**Your task:** As the answer, give a copy of each line below that includes the word "SendCommandHandler".

**Working data:**

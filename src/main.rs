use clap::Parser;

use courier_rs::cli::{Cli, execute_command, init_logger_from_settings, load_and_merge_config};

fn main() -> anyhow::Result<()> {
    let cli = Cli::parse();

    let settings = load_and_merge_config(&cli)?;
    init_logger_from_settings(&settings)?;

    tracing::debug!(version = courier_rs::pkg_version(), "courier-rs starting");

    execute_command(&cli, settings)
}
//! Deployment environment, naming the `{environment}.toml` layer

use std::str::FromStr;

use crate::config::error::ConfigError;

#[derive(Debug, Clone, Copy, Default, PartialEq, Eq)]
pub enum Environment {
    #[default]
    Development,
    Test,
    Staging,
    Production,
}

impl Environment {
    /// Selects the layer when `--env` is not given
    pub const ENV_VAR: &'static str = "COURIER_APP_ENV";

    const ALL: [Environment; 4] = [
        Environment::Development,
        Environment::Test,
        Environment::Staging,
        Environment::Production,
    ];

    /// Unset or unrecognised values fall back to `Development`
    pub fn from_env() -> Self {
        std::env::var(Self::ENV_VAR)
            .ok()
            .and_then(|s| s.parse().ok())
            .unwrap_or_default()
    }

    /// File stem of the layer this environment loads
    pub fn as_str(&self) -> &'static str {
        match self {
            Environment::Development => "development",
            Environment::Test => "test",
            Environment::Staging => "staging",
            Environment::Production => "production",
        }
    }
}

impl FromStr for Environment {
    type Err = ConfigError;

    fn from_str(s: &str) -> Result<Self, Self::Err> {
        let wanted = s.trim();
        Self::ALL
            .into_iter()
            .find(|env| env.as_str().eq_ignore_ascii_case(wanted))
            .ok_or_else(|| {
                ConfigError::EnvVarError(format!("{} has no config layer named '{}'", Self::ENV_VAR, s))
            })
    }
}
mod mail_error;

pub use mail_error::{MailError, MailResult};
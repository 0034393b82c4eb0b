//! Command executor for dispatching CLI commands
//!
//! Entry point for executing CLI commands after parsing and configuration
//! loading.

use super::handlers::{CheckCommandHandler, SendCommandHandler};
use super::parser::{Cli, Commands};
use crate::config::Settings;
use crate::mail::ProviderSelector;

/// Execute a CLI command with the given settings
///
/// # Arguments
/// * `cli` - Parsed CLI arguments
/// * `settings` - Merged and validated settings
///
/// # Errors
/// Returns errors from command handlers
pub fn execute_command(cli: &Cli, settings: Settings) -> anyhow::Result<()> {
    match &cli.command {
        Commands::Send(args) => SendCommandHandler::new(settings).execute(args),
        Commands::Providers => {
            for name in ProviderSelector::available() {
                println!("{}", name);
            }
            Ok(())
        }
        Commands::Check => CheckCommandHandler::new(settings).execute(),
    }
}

--

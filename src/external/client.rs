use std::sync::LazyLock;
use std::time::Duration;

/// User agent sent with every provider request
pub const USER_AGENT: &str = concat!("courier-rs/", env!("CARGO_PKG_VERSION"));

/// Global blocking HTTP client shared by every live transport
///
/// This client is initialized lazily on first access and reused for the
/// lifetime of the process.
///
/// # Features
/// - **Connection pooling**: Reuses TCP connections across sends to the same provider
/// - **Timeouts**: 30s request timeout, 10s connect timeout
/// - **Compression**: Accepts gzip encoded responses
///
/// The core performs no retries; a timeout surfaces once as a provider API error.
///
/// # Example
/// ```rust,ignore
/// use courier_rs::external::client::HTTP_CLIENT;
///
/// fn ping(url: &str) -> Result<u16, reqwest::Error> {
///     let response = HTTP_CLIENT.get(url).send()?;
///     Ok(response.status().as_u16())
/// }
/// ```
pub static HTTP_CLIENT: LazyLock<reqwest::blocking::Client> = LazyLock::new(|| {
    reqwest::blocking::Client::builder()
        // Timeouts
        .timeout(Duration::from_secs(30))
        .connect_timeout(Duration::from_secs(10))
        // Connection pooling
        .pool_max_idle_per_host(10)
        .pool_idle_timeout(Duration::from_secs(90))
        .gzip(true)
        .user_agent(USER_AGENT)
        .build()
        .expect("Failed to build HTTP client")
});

**Final answer:**
use super::handlers::{CheckCommandHandler, SendCommandHandler};
        Commands::Send(args) => SendCommandHandler::new(settings).execute(args),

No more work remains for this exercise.